One scary finding is that making it to 90 without dementia doesn’t get you home free; the odds continues to increase. But some people with brains full of Alzheimer’s-type plaque remain lucid, as other studies have noted. Researchers think a gene variant called APOE2 may confer protection. (Genetic testing and autopsies are bonuses of participating.)
A broader finding is that dementia may be less of a risk for people who devote significant time every day — three hours and more — to a mentally engrossing activity. Like, say, playing bridge. Check out the video if you think Ruth Cumming, 92, is exaggerating when she says, “We play for blood.” What researchers are trying to figure out is whether people like Cumming play cards because they have all their marbles or have all their marbles because they play bridge. Or read, or do word puzzles, or master new subjects. What’s cause and what’s correlation?
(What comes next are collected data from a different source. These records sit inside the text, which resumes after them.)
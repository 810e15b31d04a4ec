//! Observability infrastructure for the SHOP.CO storefront.
//!
//! This crate provides:
//! - `SessionLogger` - Structured logging tagged with the shopping session
//! - `LogBuilder` - Fluent construction of entries with structured fields
//! - `MemorySink` - In-memory capture for tests and debugging

mod logging;

pub use logging::*;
One thing that’s clear is that being part of a social network, whether bridge players or birdwatchers, is a crucial component of aging well. When George Vaillant, the chief scientist of the longest-running longitudinal study of mental and physical well-being in history, was asked what he’d learned from the Grant Study, he replied, “That the only thing that really matters in life are your relationships to other people.”